Il y a de ces moments de théâtre qui réussissent à toucher à quelque chose de crucial à propos de l’art. Qui rendent l’idée que les mots et la poésie, même s’ils émeuvent et sont compris par autant de façons qu’il y a de gens pour les lire, sont des cadeaux précieux, intouchables pour ceux et celles qui les ont au coeur et en tête. Qu’en des temps sombres, privés et dépourvus de tout, on ne peut nous voler ces cadeaux gardés en soi.

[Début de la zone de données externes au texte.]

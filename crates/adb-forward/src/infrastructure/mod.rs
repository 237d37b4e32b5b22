//! Infrastructure layer for adb-forward.
//!
//! The infrastructure layer handles all I/O: accepting client connections,
//! negotiating forwarded streams with the bridge daemon, and relaying bytes.
//!
//! # Responsibilities
//!
//! - Binding the local TCP listener and running the accept loop
//! - Performing the `tcp:<port>:127.0.0.1` handshake with the bridge daemon
//! - Spawning the two relay tasks of each connection pair
//! - Tracking live pairs so shutdown can close them all
//!
//! # What does NOT belong here?
//!
//! - Wire frame encoding (that is `adb-forward-core`)
//! - Configuration parsing (that is done in `main.rs`)

pub mod bridge_conn;
pub mod connection_pair;
pub mod port_forwarder;
pub mod registry;

pub use bridge_conn::{BridgeConnector, BridgeDialer};
pub use connection_pair::{ConnectionPair, Direction};
pub use port_forwarder::PortForwarder;
pub use registry::PairRegistry;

C’est le cas de By heart, mené avec sensibilité par le charismatique artiste portugais Tiago Rodrigues, qui se sert de la mémoire comme outil ultime de résistance. Car il s’agit bel et bien d’un outil concret: le créateur ne se contente pas d’explorer la question et d’émettre la possibilité qu’apprendre par coeur puisse servir de dernière arme face à l’oppression, la censure ou toute autre entrave à la liberté individuelle. Il invite dix volontaires à monter sur scène afin de mémoriser des vers de Shakespeare à l’unission, avec un vers réservé pour chacun de ses «soldats».

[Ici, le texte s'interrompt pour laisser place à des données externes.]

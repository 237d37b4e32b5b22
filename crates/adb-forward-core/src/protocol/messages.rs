//! Bridge protocol message types.
//!
//! The forwarder only ever sends one kind of request, the forwarded-stream
//! command `tcp:<port>:<host>`, and only ever interprets the 4-byte status
//! word of the reply.

use std::fmt;
use std::net::{IpAddr, Ipv4Addr};

use crate::domain::port::ForwardPort;

// ── Protocol constants ────────────────────────────────────────────────────────

/// Number of ASCII hex digits in a length prefix.
pub const LENGTH_PREFIX_SIZE: usize = 4;

/// Number of bytes in a reply status word.
pub const STATUS_SIZE: usize = 4;

/// Largest payload a 4-hex-digit length prefix can describe.
pub const MAX_PAYLOAD_LEN: usize = 0xFFFF;

/// Status word sent by the daemon when a request succeeded.
pub const STATUS_OKAY: [u8; STATUS_SIZE] = *b"OKAY";

/// Status word sent by the daemon when a request failed.
pub const STATUS_FAIL: [u8; STATUS_SIZE] = *b"FAIL";

/// Default TCP port of the bridge daemon.
pub const DEFAULT_BRIDGE_PORT: u16 = 5037;

// ── Requests ──────────────────────────────────────────────────────────────────

/// Request that asks the bridge daemon to open a forwarded TCP stream.
///
/// Renders as `tcp:<port>:<host>`.  The host is the address the *remote* side
/// connects to, which for this forwarder is always its own loopback.
///
/// # Examples
///
/// ```rust
/// use adb_forward_core::{ForwardCommand, ForwardPort};
///
/// let cmd = ForwardCommand::loopback(ForwardPort::new(9000).unwrap());
/// assert_eq!(cmd.to_string(), "tcp:9000:127.0.0.1");
/// ```
#[derive(Debug, Clone, Copy, PartialEq, Eq)]
pub struct ForwardCommand {
    /// Port to connect to on the remote side.
    pub port: ForwardPort,
    /// Host the remote side connects to.
    pub host: IpAddr,
}

impl ForwardCommand {
    /// Builds a command targeting `port` on the remote side's loopback address.
    pub fn loopback(port: ForwardPort) -> Self {
        Self {
            port,
            host: IpAddr::V4(Ipv4Addr::LOCALHOST),
        }
    }
}

impl fmt::Display for ForwardCommand {
    fn fmt(&self, f: &mut fmt::Formatter<'_>) -> fmt::Result {
        write!(f, "tcp:{}:{}", self.port, self.host)
    }
}

// ── Replies ───────────────────────────────────────────────────────────────────

/// The 4-byte status word at the start of every daemon reply.
#[derive(Debug, Clone, Copy, PartialEq, Eq)]
pub enum BridgeStatus {
    /// `OKAY`: the stream is open and now carries raw bytes.
    Okay,
    /// `FAIL`: a hex-length-prefixed reason string follows.
    Fail,
    /// Any other 4 bytes.
    Unknown([u8; STATUS_SIZE]),
}

impl BridgeStatus {
    /// Returns `true` only for [`BridgeStatus::Okay`].
    pub fn is_okay(&self) -> bool {
        matches!(self, BridgeStatus::Okay)
    }

    /// Returns the raw status word as sent on the wire.
    pub fn as_bytes(&self) -> [u8; STATUS_SIZE] {
        match self {
            BridgeStatus::Okay => STATUS_OKAY,
            BridgeStatus::Fail => STATUS_FAIL,
            BridgeStatus::Unknown(raw) => *raw,
        }
    }
}

impl From<[u8; STATUS_SIZE]> for BridgeStatus {
    fn from(raw: [u8; STATUS_SIZE]) -> Self {
        match raw {
            STATUS_OKAY => BridgeStatus::Okay,
            STATUS_FAIL => BridgeStatus::Fail,
            other => BridgeStatus::Unknown(other),
        }
    }
}

impl fmt::Display for BridgeStatus {
    /// Renders the status word, escaping non-printable bytes.
    fn fmt(&self, f: &mut fmt::Formatter<'_>) -> fmt::Result {
        for byte in self.as_bytes() {
            write!(f, "{}", std::ascii::escape_default(byte))?;
        }
        Ok(())
    }
}

// ── Tests ─────────────────────────────────────────────────────────────────────

#[cfg(test)]
mod tests {
    use super::*;

    #[test]
    fn test_loopback_command_renders_exact_text() {
        let cmd = ForwardCommand::loopback(ForwardPort::new(8080).unwrap());
        assert_eq!(cmd.to_string(), "tcp:8080:127.0.0.1");
    }

    #[test]
    fn test_command_with_custom_host() {
        let cmd = ForwardCommand {
            port: ForwardPort::new(22).unwrap(),
            host: "10.0.2.2".parse().unwrap(),
        };
        assert_eq!(cmd.to_string(), "tcp:22:10.0.2.2");
    }

    #[test]
    fn test_status_from_okay_bytes() {
        assert_eq!(BridgeStatus::from(*b"OKAY"), BridgeStatus::Okay);
        assert!(BridgeStatus::Okay.is_okay());
    }

    #[test]
    fn test_status_from_fail_bytes() {
        assert_eq!(BridgeStatus::from(*b"FAIL"), BridgeStatus::Fail);
        assert!(!BridgeStatus::Fail.is_okay());
    }

    #[test]
    fn test_status_is_case_sensitive() {
        // "okay" in lowercase is not the success word.
        assert_eq!(
            BridgeStatus::from(*b"okay"),
            BridgeStatus::Unknown(*b"okay")
        );
    }

    #[test]
    fn test_status_display_escapes_binary() {
        let status = BridgeStatus::Unknown([b'O', 0x00, b'K', 0xFF]);
        assert_eq!(status.to_string(), "O\\x00K\\xff");
    }
}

Dix spectateurs – de jeunes adolescents pour la plupart – ont rapidement pris place sur scène. Avant d’entamer la leçon d’apprentissage collectif d’un sonnet, Tiago Rodrigues raconte l’histoire touchante à la base de son projet. Le jeune Tiago rendait souvent visite à sa grand-mère, avide de littérature, et lui apportait à chaque fois des livres en plus de quelques vivres. Mais au moment où sa vue commenca à dépérir, elle ne voulut plus des livres offerts en cadeau par le jeune Tiago. Elle voulut cependant apprendre un livre par coeur; une dernière possibilité de lecture dont elle a mandaté Tiago de lui trouver la perle rare. Afin que ce dernier livre ne la quitte jamais et que rien ne puisse le lui enlever. Un acte de résistance, donc, face à sa propre condition physique, fragile, vulnérable.

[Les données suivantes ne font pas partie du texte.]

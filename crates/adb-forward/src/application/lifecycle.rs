//! Start and stop a forwarding session.
//!
//! A host application calls [`start`] with a [`ForwarderConfig`] and keeps the
//! returned [`ForwarderHandle`] for as long as the port should stay forwarded.
//! [`stop`] consumes the handle, so a stopped forwarder cannot be used again.
//! Dropping the handle without calling [`stop`] still tells every task to
//! exit, but does not wait for them.

use std::net::SocketAddr;

use adb_forward_core::ForwardPort;
use tracing::info;

use crate::domain::{ForwardError, ForwarderConfig};
use crate::infrastructure::PortForwarder;

/// A running forwarder.
pub struct ForwarderHandle {
    forwarder: PortForwarder,
    local_addr: SocketAddr,
}

impl ForwarderHandle {
    /// Address the listening socket is bound to.
    pub fn local_addr(&self) -> SocketAddr {
        self.local_addr
    }

    /// Port requested from the bridge daemon for every connection.
    pub fn target_port(&self) -> ForwardPort {
        self.forwarder.config().target_port
    }

    /// Number of connections currently being relayed.
    pub fn active_pairs(&self) -> usize {
        self.forwarder.active_pairs()
    }

    /// Returns `false` once the accept loop has stopped taking connections.
    pub fn is_accepting(&self) -> bool {
        self.forwarder.is_accepting()
    }
}

/// Starts forwarding with `config`.
///
/// Resolves once the listening socket is open.
///
/// # Errors
///
/// Returns [`ForwardError::ListenFailed`] if the local address cannot be
/// bound, or [`ForwardError::AcceptorStopped`] if the accept task died during
/// startup.
pub async fn start(config: ForwarderConfig) -> Result<ForwarderHandle, ForwardError> {
    let mut forwarder = PortForwarder::new(config);
    let local_addr = forwarder.begin_forwarding().await?;
    Ok(ForwarderHandle {
        forwarder,
        local_addr,
    })
}

/// Forwards loopback `port` to the same port on the remote side, with every
/// other setting at its default.
///
/// # Errors
///
/// Same as [`start`].
pub async fn start_on_port(port: ForwardPort) -> Result<ForwarderHandle, ForwardError> {
    start(ForwarderConfig::for_port(port)).await
}

/// Stops forwarding: closes the listener and every live connection, then
/// waits for all tasks to finish.
pub async fn stop(handle: ForwarderHandle) {
    let ForwarderHandle {
        mut forwarder,
        local_addr,
    } = handle;
    forwarder.end_forwarding().await;
    info!(listen = %local_addr, "forwarder handle released");
}

// ── Tests ─────────────────────────────────────────────────────────────────────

De son propre aveu horrifié par le théâtre interactif, Rodrigues créé pourtant un moment très rassembleur autour des mots à apprendre, qui rappellent la fragilité de notre mémoire, son imperfection et celle de notre écoute. On retient notre souffle à espérer que les «soldats» répètent avec exactitude les mots lancés par Rodrigues, comme s’ils étaient indispensables, ici et maintenant. Rodrigues, avec patience, humour et amour pour les mots, s’assure que les vers sont bien compris, gesticulant comme un chef d’orchestre sensible à chaque note.
Ce n’est pourtant pas l’exactitude qui est recherchée par l’artiste. Ce n’est pas non plus d’en faire un spectacle parfait pour obtenir des ovations pour son travail de maître de cérémonie, ni pour la performance des volontaires. C’est plutôt, on le devine, le devoir de mémoire, celui de rendre hommage à ceux qui nous ont précédés, à clamer tout haut une poésie qu’il est tout à fait possible de s’approprier et transmettre à nos semblables.
Entre les passages rigoureux d’apprentissage, Rodrigues raconte de nombreux actes de résistance par la littérature. Des pans d’histoire racontés par coeur. L’artiste est amoureux des livres, c’est indéniable. Les livres font partie de By heart comme s’ils étaient de véritables acteurs qui attendent candidement, dans leur boîte posée sur scène, d’être révélés au public. Ils portent parfois le nom d’un soldat, d’un auteur, d’un metteur en scène. Rodrigues racontera une histoire liée à chacun d’eux, respectueux, animé d’un désir profond de communiquer le passé et ses histoires de résistance.
Et il y aurait bien plus à raconter de ce magnifique moment collectif de mémoire, ou la performance des spectateurs sur scène n’est même pas une finalité en soi. Rodrigues parvient avec naturel à garder le public à l’écoute avec ses souvenirs personnels, de grands moments historiques et cet exercice de mémoire en direct. Un moment éphémère qui, heureusement, visite de nombreuses villes et inscrit dans la mémoire et le coeur un exercice essentiel de souvenir, de mémoire, de résistance et de poésie.
By heart est présenté à la Cinquième Salle de la Place des Arts jusqu’au 31 mai.